Wow.  That’s a big question.  Considering my PhD was partly related to this, I could theoretically write a dissertation on it.  Harking back to that effort, the whole premise of my thesis was that technologies, such as email, can provide added value to a learning situation.  The context of that study was a predominantly distance institution that provided a study guide, a minimalist web page and an email list.  While I didn’t focus specifically on ‘flexibility’ of learning4, the underlying assumption was that technologies contribute to flexible learning environments and that an online environment (eg a discussion list) was inherently flexible.  One of my stated findings pointed towards the “potential utility of online learning as a highly accessible pedagogic practice5.

Turning my attention to my current context, I have realised this semester, that in an attempt to provide flexible learning opportunities for ’students’6, I seem to have overwhelmed myself with maintenance activities.  In some ways, I think I have become too flexible and allowing students too much leeway to get things done.  There seems to be a tradeoff between flexibility and accreditation.  The whole notion of accreditation is based on (in part) comparative achievement of a cohort.  If we are to maintain the accreditable outcomes for students, we must forfeit some flexibility.  Learning can (and does) happen anywhere, but accreditation comes with a cost.

So what kinds of flexibility am I providing for students?  I think there are a number of points in the undergrad (Business Informatics) course that point towards flexibility:

  1. separation of skill competencies from critical competencies
  2. linking of skills and critical competencies
  3. collaborative processes and assessments (building on both skills and critical competencies)
  4. a range of activities that are assessable (providing many opportunities for success) and
  5. a detailed structure (and study guide) that links it all together.

While not all students achieve the high level of critical competencies that I’d like, nearly every student7 increased their level at entry in skills, critical thinking or both.  I’ve often wondered how to base student learning on their entry level, but for accreditation requirements , we need to state the outcomes and measure against a theoretical set of criteria.

The requirements for the course are competencies in Technologies (knowing how to operate a computer via an online skills based system) and in library literacies (an online tutorial about our library), contribution to a collaborative information repository (a mini wiki in BlackBoard), a business analysis using basic functions of a spreadsheet plus writing a report and a presentation for it (but not giving the presentation).  There’s also a fifty percent exam (an accreditation requirement) in which we use the SOLO taxonomy to measure student achievement in two questions about business and topics from the course.

One of the problems I’m encountering from this course is that students who think they know a lot about computers believe the course will not teach them anything and they often fail to become critical users of technology.  Another problem is the desire of students for facts.  They do not like that I do not provide a ‘powerpoint’ presentation with lots of dot points that they can simply remember.  It seems, in some ways, that they do not desire ‘flexibility’.  However, upon reflection, these students are typically straight from school and have perhaps been programmed to accept the memorisation of facts as exhibiting ‘learning’.
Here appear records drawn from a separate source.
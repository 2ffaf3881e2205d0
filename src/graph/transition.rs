//! Declared transitions between states.

use crate::core::{Guard, State};
use crate::effects::Hook;

/// A declared transition: target state, optional guard, optional action.
///
/// # Example
///
/// ```
/// use flowstate::effects::Hook;
/// use flowstate::graph::Transition;
/// use flowstate::state_enum;
///
/// state_enum! {
///     enum Fetch {
///         Idle,
///         Loading,
///     }
/// }
///
/// let start = Transition::to(Fetch::Loading)
///     .when(|| true)
///     .action(Hook::sync(|| Ok(())));
///
/// assert!(start.is_permitted());
/// ```
#[derive(Clone, Debug)]
pub struct Transition<S: State> {
    pub to: S,
    pub guard: Option<Guard>,
    pub action: Option<Hook>,
}

impl<S: State> Transition<S> {
    /// Declare an unguarded transition to `state` with no action.
    pub fn to(state: S) -> Self {
        Self {
            to: state,
            guard: None,
            action: None,
        }
    }

    /// Gate the transition on a guard.
    pub fn guard(mut self, guard: Guard) -> Self {
        self.guard = Some(guard);
        self
    }

    /// Gate the transition on a closure.
    pub fn when<F>(self, predicate: F) -> Self
    where
        F: Fn() -> bool + Send + Sync + 'static,
    {
        self.guard(Guard::new(predicate))
    }

    /// Run `hook` between the source's exit and the target's enter.
    pub fn action(mut self, hook: Hook) -> Self {
        self.action = Some(hook);
        self
    }

    /// Whether the guard currently allows the transition.
    ///
    /// A transition without a guard is always permitted.
    pub fn is_permitted(&self) -> bool {
        self.guard.as_ref().is_none_or(Guard::check)
    }
}
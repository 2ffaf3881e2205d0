//! Core State trait for state machine states.
//!
//! All state machine states must implement this trait, which provides
//! pure methods for inspecting state properties without side effects.

use serde::de::DeserializeOwned;
use serde::Serialize;
use std::fmt::Debug;
use std::hash::Hash;

/// Trait for state machine states.
///
/// States are small, finite identifiers. A machine holds exactly one of
/// them as its current state, and the graph indexes its per-state
/// configuration by them, hence the `Eq + Hash` bound.
///
/// # Example
///
/// ```rust
/// use flowstate::core::State;
/// use serde::{Deserialize, Serialize};
///
/// #[derive(Clone, PartialEq, Eq, Hash, Debug, Serialize, Deserialize)]
/// enum FetchState {
///     Idle,
///     Loading,
///     Success,
/// }
///
/// impl State for FetchState {
///     fn name(&self) -> &str {
///         match self {
///             Self::Idle => "idle",
///             Self::Loading => "loading",
///             Self::Success => "success",
///         }
///     }
///
///     fn is_final(&self) -> bool {
///         matches!(self, Self::Success)
///     }
/// }
/// ```
pub trait State:
    Clone + Eq + Hash + Debug + Serialize + DeserializeOwned + Send + Sync + 'static
{
    /// Get the state's name for display/logging.
    ///
    /// Names also appear in diagram exports and in the `to_<name>` events
    /// synthesized by the fully connected helper graph.
    fn name(&self) -> &str;

    /// Check if this is a final (terminal) state.
    ///
    /// Only used for diagnostics; the engine never refuses to leave a
    /// final state on its own.
    ///
    /// Default implementation returns `false`.
    fn is_final(&self) -> bool {
        false
    }
}
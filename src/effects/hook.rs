//! Lifecycle hooks run around a transition.

use futures::future::{BoxFuture, FutureExt};
use std::fmt;
use std::future::Future;
use std::sync::Arc;

/// Error raised by a failing hook.
pub type HookError = Box<dyn std::error::Error + Send + Sync + 'static>;

/// Outcome of running a hook.
pub type HookResult = Result<(), HookError>;

type SyncHookFn = Arc<dyn Fn() -> HookResult + Send + Sync>;
type AsyncHookFn = Arc<dyn Fn() -> BoxFuture<'static, HookResult> + Send + Sync>;

/// Which hook of a transition was running.
#[derive(Clone, Copy, Debug, PartialEq, Eq)]
pub enum HookPhase {
    /// The source state's exit hook
    Exit,
    /// The transition's own action
    Transition,
    /// The target state's enter hook
    Enter,
}

impl fmt::Display for HookPhase {
    fn fmt(&self, f: &mut fmt::Formatter<'_>) -> fmt::Result {
        let name = match self {
            Self::Exit => "exit",
            Self::Transition => "transition",
            Self::Enter => "enter",
        };
        f.write_str(name)
    }
}

/// A lifecycle callback: a state's enter/exit hook or a transition action.
///
/// Hooks are either plain functions or factories producing a fresh future
/// on every invocation.
///
/// # Example
///
/// ```rust
/// use flowstate::effects::{Hook, HookError};
///
/// let log_exit = Hook::sync(|| {
///     println!("leaving");
///     Ok(())
/// });
///
/// let fetch = Hook::future(|| async {
///     // await network work here
///     Ok::<(), HookError>(())
/// });
/// # let _ = (log_exit, fetch);
/// ```
#[derive(Clone)]
pub struct Hook {
    inner: HookFn,
}

#[derive(Clone)]
enum HookFn {
    Sync(SyncHookFn),
    Async(AsyncHookFn),
}

impl Hook {
    /// Create a hook that runs to completion when called.
    pub fn sync<F>(hook: F) -> Self
    where
        F: Fn() -> HookResult + Send + Sync + 'static,
    {
        Self {
            inner: HookFn::Sync(Arc::new(hook)),
        }
    }

    /// Create a hook from a factory of futures.
    ///
    /// The factory is called once per invocation, so every run gets a
    /// fresh future.
    pub fn future<F, Fut>(factory: F) -> Self
    where
        F: Fn() -> Fut + Send + Sync + 'static,
        Fut: Future<Output = HookResult> + Send + 'static,
    {
        Self {
            inner: HookFn::Async(Arc::new(move || factory().boxed())),
        }
    }

    /// Whether the hook produces a future.
    pub fn is_async(&self) -> bool {
        matches!(self.inner, HookFn::Async(_))
    }

    pub(crate) async fn run(&self) -> HookResult {
        match &self.inner {
            HookFn::Sync(hook) => hook(),
            HookFn::Async(factory) => factory().await,
        }
    }

    /// Runs the hook to completion on the calling thread.
    ///
    /// Async hooks are driven by a local executor, so a hook reached this
    /// way must not depend on the caller's runtime reactor (timers, sockets)
    /// when that runtime is single-threaded.
    pub(crate) fn run_blocking(&self) -> HookResult {
        match &self.inner {
            HookFn::Sync(hook) => hook(),
            HookFn::Async(factory) => futures::executor::block_on(factory()),
        }
    }
}

impl fmt::Debug for Hook {
    fn fmt(&self, f: &mut fmt::Formatter<'_>) -> fmt::Result {
        let kind = if self.is_async() { "async" } else { "sync" };
        f.debug_struct("Hook").field("kind", &kind).finish()
    }
}
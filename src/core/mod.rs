//! Core state machine types.
//!
//! This module contains the building blocks every machine shares:
//! - State definitions via the `State` trait
//! - Guard predicates for transition control
//! - Bounded transition history
//!
//! Nothing in this module performs I/O or awaits.

mod guard;
mod history;
mod state;

pub use guard::Guard;
pub use history::{HistoryRecorder, TransitionRecord, RESET_EVENT};
pub use state::State;
//! Response envelopes

use serde::{Deserialize, Serialize};
use utoipa::ToSchema;

use crate::shared::PaginatedResult;

/// Standard API response wrapper
///
/// Success: `{"success": true, "data": {...}}`,
/// failure: `{"success": false, "data": null, "error": "..."}`.
#[derive(Debug, Serialize, Deserialize, ToSchema)]
pub struct ApiResponse<T> {
    pub success: bool,
    pub data: Option<T>,
    #[serde(skip_serializing_if = "Option::is_none")]
    pub error: Option<String>,
}

impl<T> ApiResponse<T> {
    pub fn success(data: T) -> Self {
        Self {
            success: true,
            data: Some(data),
            error: None,
        }
    }

    pub fn error(message: impl Into<String>) -> Self {
        Self {
            success: false,
            data: None,
            error: Some(message.into()),
        }
    }
}

/// One page of a list
#[derive(Debug, Serialize, Deserialize, ToSchema)]
pub struct PaginatedResponse<T> {
    pub items: Vec<T>,
    /// Total number of items across all pages
    pub total: u64,
    /// Current page (1-based)
    pub page: u32,
    pub limit: u32,
    pub total_pages: u32,
}

impl<T> PaginatedResponse<T> {
    pub fn new(items: Vec<T>, total: u64, page: u32, limit: u32) -> Self {
        let total_pages = if limit == 0 {
            0
        } else {
            ((total as f64) / (limit as f64)).ceil() as u32
        };
        Self {
            items,
            total,
            page,
            limit,
            total_pages,
        }
    }
}

impl<T, D: From<T>> From<PaginatedResult<T>> for PaginatedResponse<D> {
    fn from(result: PaginatedResult<T>) -> Self {
        Self {
            items: result.items.into_iter().map(D::from).collect(),
            total: result.total,
            page: result.page,
            limit: result.limit,
            total_pages: result.total_pages,
        }
    }
}

/// Plain confirmation message
#[derive(Debug, Serialize, Deserialize, ToSchema)]
pub struct MessageResponse {
    pub message: String,
}

impl MessageResponse {
    pub fn new(message: impl Into<String>) -> Self {
        Self {
            message: message.into(),
        }
    }
}

#[cfg(test)]
mod tests {
    use super::*;

    #[test]
    fn envelope_shapes() {
        let ok = serde_json::to_value(ApiResponse::success(5)).unwrap();
        assert_eq!(ok["success"], true);
        assert_eq!(ok["data"], 5);
        assert!(ok.get("error").is_none());

        let err = serde_json::to_value(ApiResponse::<()>::error("boom")).unwrap();
        assert_eq!(err["success"], false);
        assert!(err["data"].is_null());
        assert_eq!(err["error"], "boom");
    }

    #[test]
    fn total_pages_rounds_up() {
        let page = PaginatedResponse::new(vec![1, 2], 41, 1, 20);
        assert_eq!(page.total_pages, 3);
    }
}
I’m tempted next semester to introduce them to Bloom’s taxonomy as the underlying philosophy of the course8, although I found a really interesting twist on Bloom on Flickr where the triangle was turned upside down.  I like this because it’s really where I’m focussing on in this course, on the so called ‘higher capabilities’.  It’s like I told students at the start of the course:

There are no facts here, just new ways of thinking.

I suppose, getting back to the question, my teaching becomes very much about flexible learning opportunities because the students in my course are so diverse that there needs to be opportunities for success for all of them.  That to, me, is truly flexible.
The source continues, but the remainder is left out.